Check every line of the material below, and show those that contain "Config".
◇ ◇ ◇
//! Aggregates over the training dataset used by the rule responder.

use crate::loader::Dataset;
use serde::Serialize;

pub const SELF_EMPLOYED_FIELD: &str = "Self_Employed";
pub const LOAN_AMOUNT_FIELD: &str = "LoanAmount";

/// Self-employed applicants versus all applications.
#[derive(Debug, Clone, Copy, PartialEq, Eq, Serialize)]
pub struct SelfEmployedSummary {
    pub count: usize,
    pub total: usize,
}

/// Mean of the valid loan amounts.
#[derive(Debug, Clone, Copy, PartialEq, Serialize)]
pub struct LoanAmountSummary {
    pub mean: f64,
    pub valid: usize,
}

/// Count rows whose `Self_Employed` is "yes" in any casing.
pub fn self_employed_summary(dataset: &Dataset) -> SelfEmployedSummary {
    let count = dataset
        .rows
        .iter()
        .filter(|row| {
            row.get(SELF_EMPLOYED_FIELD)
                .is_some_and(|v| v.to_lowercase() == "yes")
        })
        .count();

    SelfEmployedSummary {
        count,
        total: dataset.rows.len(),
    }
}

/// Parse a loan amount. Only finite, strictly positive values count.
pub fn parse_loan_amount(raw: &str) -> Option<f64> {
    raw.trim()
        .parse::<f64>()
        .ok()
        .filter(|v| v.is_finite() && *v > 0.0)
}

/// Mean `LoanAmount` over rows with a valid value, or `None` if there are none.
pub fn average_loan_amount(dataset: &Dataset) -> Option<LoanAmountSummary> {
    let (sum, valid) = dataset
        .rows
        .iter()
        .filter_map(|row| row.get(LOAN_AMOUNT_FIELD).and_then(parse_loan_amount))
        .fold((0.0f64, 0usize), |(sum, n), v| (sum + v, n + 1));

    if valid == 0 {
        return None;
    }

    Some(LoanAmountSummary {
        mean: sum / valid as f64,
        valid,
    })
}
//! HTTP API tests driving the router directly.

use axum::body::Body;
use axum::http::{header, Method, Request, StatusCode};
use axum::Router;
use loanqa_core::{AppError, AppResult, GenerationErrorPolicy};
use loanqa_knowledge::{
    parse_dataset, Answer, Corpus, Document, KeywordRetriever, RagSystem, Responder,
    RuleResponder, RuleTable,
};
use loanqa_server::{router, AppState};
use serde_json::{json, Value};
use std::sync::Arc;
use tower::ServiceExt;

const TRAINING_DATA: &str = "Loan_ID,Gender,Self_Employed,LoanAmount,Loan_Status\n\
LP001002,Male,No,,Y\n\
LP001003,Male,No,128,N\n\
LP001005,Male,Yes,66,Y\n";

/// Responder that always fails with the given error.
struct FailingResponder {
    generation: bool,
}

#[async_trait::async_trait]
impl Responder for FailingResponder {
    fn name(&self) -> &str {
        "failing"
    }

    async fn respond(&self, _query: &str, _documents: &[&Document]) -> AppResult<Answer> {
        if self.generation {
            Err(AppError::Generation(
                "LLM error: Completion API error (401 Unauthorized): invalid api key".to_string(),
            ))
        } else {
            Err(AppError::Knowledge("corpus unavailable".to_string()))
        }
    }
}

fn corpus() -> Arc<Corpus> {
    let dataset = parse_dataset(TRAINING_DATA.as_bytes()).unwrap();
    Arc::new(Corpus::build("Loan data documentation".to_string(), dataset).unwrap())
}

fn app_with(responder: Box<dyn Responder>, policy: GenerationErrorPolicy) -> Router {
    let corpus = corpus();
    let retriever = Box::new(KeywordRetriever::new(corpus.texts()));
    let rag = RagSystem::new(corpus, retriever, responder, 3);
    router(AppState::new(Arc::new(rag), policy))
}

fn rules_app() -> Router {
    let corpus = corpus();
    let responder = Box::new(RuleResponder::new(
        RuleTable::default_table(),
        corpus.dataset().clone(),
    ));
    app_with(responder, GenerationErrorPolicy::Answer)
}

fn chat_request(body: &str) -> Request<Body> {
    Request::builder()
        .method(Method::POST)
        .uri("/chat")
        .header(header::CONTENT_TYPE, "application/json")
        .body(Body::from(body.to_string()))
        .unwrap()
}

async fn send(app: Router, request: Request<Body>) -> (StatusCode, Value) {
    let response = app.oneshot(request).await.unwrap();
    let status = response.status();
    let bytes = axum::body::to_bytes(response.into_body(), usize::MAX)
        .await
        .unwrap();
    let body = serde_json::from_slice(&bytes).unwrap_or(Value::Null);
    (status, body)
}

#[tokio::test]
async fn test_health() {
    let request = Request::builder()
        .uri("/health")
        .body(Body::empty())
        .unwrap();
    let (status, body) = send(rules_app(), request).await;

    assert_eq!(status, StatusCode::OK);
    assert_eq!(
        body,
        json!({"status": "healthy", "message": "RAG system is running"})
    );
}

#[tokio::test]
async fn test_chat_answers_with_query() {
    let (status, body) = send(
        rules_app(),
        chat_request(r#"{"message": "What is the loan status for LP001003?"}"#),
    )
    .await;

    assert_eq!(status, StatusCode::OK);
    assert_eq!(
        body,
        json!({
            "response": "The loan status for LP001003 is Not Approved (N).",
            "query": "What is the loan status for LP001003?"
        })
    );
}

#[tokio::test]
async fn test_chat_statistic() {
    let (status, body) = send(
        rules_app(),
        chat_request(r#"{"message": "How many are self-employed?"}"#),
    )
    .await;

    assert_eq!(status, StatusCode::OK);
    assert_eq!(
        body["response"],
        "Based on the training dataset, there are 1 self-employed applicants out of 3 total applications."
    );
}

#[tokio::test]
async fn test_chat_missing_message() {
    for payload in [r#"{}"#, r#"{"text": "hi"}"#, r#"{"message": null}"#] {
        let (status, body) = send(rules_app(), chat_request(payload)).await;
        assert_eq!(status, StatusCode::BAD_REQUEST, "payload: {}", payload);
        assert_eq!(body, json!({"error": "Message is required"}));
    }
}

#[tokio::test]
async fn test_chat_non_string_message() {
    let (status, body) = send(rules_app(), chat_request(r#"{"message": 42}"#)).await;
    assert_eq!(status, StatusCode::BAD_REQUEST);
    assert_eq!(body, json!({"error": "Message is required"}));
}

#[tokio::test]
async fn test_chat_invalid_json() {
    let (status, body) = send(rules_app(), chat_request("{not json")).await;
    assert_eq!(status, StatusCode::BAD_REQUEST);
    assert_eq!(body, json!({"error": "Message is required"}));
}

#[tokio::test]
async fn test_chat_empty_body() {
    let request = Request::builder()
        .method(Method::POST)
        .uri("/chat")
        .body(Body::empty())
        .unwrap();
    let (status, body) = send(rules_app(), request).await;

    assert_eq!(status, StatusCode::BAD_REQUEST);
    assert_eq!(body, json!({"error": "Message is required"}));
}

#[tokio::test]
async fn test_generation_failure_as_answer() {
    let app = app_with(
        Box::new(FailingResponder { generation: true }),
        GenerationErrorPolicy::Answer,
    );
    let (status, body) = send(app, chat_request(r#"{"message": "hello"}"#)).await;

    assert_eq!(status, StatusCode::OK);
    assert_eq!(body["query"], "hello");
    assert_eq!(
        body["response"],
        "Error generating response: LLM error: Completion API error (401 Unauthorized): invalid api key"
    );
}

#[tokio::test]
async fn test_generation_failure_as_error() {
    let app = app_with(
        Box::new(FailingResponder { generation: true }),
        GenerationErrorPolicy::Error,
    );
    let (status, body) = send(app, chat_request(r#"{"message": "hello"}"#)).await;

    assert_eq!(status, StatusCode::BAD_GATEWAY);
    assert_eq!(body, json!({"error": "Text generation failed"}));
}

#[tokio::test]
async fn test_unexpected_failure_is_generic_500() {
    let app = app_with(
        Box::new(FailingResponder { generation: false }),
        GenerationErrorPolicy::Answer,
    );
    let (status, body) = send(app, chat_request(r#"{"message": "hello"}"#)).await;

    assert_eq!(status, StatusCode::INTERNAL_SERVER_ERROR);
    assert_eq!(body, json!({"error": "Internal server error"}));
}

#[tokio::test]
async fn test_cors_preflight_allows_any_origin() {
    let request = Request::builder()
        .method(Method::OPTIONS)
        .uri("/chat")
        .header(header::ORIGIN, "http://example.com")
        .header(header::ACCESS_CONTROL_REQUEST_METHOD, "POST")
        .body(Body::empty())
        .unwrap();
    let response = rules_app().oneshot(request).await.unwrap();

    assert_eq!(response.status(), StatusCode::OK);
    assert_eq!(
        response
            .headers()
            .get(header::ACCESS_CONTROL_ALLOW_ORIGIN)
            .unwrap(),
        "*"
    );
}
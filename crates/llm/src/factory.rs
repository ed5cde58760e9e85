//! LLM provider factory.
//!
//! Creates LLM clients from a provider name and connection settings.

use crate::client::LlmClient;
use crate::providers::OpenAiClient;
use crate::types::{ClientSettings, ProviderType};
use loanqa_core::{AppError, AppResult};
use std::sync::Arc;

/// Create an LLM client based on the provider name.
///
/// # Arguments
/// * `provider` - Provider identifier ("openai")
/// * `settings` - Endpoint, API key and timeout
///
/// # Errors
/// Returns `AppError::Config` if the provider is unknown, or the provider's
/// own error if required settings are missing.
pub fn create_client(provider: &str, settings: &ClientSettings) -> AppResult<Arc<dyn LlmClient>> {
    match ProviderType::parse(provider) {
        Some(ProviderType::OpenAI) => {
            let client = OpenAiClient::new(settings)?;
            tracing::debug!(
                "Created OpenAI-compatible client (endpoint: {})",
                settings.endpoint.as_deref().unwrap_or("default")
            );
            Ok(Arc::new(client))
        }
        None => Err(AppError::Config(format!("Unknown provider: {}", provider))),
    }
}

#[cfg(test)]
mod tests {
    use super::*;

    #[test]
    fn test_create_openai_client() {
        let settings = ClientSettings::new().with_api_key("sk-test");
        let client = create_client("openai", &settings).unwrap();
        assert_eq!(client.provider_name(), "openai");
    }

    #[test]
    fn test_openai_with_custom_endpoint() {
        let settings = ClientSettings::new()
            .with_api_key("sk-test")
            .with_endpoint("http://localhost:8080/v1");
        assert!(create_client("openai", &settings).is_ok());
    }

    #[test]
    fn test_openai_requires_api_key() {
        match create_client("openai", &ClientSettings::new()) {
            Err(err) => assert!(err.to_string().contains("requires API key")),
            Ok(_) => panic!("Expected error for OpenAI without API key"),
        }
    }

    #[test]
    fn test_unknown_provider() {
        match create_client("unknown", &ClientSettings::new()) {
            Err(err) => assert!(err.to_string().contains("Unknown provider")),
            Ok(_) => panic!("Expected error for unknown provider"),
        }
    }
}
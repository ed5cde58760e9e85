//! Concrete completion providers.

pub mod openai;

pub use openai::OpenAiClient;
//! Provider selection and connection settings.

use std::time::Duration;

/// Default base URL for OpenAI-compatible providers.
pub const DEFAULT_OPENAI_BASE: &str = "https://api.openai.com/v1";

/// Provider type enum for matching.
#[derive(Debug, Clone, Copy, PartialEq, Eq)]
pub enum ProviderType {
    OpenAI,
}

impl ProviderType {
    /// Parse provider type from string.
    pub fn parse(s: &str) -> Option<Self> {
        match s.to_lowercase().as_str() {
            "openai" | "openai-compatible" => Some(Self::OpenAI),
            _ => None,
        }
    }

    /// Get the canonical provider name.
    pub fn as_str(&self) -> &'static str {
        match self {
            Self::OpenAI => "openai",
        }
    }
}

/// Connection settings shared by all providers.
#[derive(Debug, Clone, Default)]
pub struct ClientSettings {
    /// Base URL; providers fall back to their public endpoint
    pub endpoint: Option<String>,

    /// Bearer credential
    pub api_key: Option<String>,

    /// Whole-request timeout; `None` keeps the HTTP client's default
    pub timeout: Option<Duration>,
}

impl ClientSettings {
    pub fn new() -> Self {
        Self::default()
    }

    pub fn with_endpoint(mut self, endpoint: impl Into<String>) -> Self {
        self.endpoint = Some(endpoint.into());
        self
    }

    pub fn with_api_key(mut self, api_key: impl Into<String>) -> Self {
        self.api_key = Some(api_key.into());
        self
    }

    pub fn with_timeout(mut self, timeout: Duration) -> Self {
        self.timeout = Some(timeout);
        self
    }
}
◇ ◇ ◇
-- Your response --
/// Returns `AppError::Config` if the provider is unknown, or the provider's
        None => Err(AppError::Config(format!("Unknown provider: {}", provider))),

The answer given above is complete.